▸ **What you have to do**: Could you restate, word for word, the line that has "for j in 0..dimension" and all lines following it through the end of the entries below?

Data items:
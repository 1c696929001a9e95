use std::hint::black_box;

use criterion::{BenchmarkId, Criterion, criterion_group, criterion_main};
use intentify::cluster::{AgglomerativeClustering, Granularity, Linkage};
use intentify::embedding::{HashingEncoder, SentenceEncoder};
use intentify::vector::core::matrix::DistanceMatrix;
use intentify::vector::{DistanceMetric, Vector};

fn generate_test_vectors(count: usize, dimension: usize) -> Vec<Vector> {
    let mut vectors = Vec::with_capacity(count);
    for i in 0..count {
        let mut data = Vec::with_capacity(dimension);
        for j in 0..dimension {
            let value = ((i as f32 * 0.1 + j as f32 * 0.01).sin() * 0.5 + 0.5) * 2.0 - 1.0;
            data.push(value);
        }
        vectors.push(Vector::new(data));
    }
    vectors
}

fn generate_sentences(count: usize) -> Vec<String> {
    let topics = ["refund order", "call back", "package arrive", "reset password"];
    (0..count)
        .map(|i| format!("{} request {}", topics[i % topics.len()], i / topics.len()))
        .collect()
}

fn bench_distance_matrix(c: &mut Criterion) {
    let mut group = c.benchmark_group("distance_matrix");

    for count in [100, 500] {
        let vectors = generate_test_vectors(count, 384);
        group.bench_with_input(BenchmarkId::from_parameter(count), &vectors, |b, vectors| {
            b.iter(|| {
                let matrix = DistanceMatrix::compute(black_box(vectors), DistanceMetric::Cosine);
                black_box(matrix.unwrap())
            })
        });
    }

    group.finish();
}

fn bench_clustering(c: &mut Criterion) {
    let vectors = generate_test_vectors(300, 384);
    let granularity = Granularity::DEFAULT;

    let mut group = c.benchmark_group("agglomerative");

    for linkage in [
        Linkage::Average,
        Linkage::Single,
        Linkage::Complete,
        Linkage::Weighted,
    ] {
        let clustering = AgglomerativeClustering::new().with_linkage(linkage);
        group.bench_function(linkage.name(), |b| {
            b.iter(|| black_box(clustering.fit(black_box(&vectors), granularity).unwrap()))
        });
    }

    group.finish();
}

fn bench_hashing_encoder(c: &mut Criterion) {
    let encoder = HashingEncoder::default();
    let sentences = generate_sentences(1000);

    c.bench_function("hashing_encoder_1000", |b| {
        b.iter(|| black_box(encoder.encode(black_box(&sentences)).unwrap()))
    });
}

criterion_group!(
    benches,
    bench_distance_matrix,
    bench_clustering,
    bench_hashing_encoder
);
criterion_main!(benches);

▸ **Exercise answer**:
        for j in 0..dimension {
            let value = ((i as f32 * 0.1 + j as f32 * 0.01).sin() * 0.5 + 0.5) * 2.0 - 1.0;
            data.push(value);
        }
        vectors.push(Vector::new(data));
    }
    vectors
}

fn generate_sentences(count: usize) -> Vec<String> {
    let topics = ["refund order", "call back", "package arrive", "reset password"];
    (0..count)
        .map(|i| format!("{} request {}", topics[i % topics.len()], i / topics.len()))
        .collect()
}

fn bench_distance_matrix(c: &mut Criterion) {
    let mut group = c.benchmark_group("distance_matrix");

    for count in [100, 500] {
        let vectors = generate_test_vectors(count, 384);
        group.bench_with_input(BenchmarkId::from_parameter(count), &vectors, |b, vectors| {
            b.iter(|| {
                let matrix = DistanceMatrix::compute(black_box(vectors), DistanceMetric::Cosine);
                black_box(matrix.unwrap())
            })
        });
    }

    group.finish();
}

fn bench_clustering(c: &mut Criterion) {
    let vectors = generate_test_vectors(300, 384);
    let granularity = Granularity::DEFAULT;

    let mut group = c.benchmark_group("agglomerative");

    for linkage in [
        Linkage::Average,
        Linkage::Single,
        Linkage::Complete,
        Linkage::Weighted,
    ] {
        let clustering = AgglomerativeClustering::new().with_linkage(linkage);
        group.bench_function(linkage.name(), |b| {
            b.iter(|| black_box(clustering.fit(black_box(&vectors), granularity).unwrap()))
        });
    }

    group.finish();
}

fn bench_hashing_encoder(c: &mut Criterion) {
    let encoder = HashingEncoder::default();
    let sentences = generate_sentences(1000);

    c.bench_function("hashing_encoder_1000", |b| {
        b.iter(|| black_box(encoder.encode(black_box(&sentences)).unwrap()))
    });
}

criterion_group!(
    benches,
    bench_distance_matrix,
    bench_clustering,
    bench_hashing_encoder
);
criterion_main!(benches);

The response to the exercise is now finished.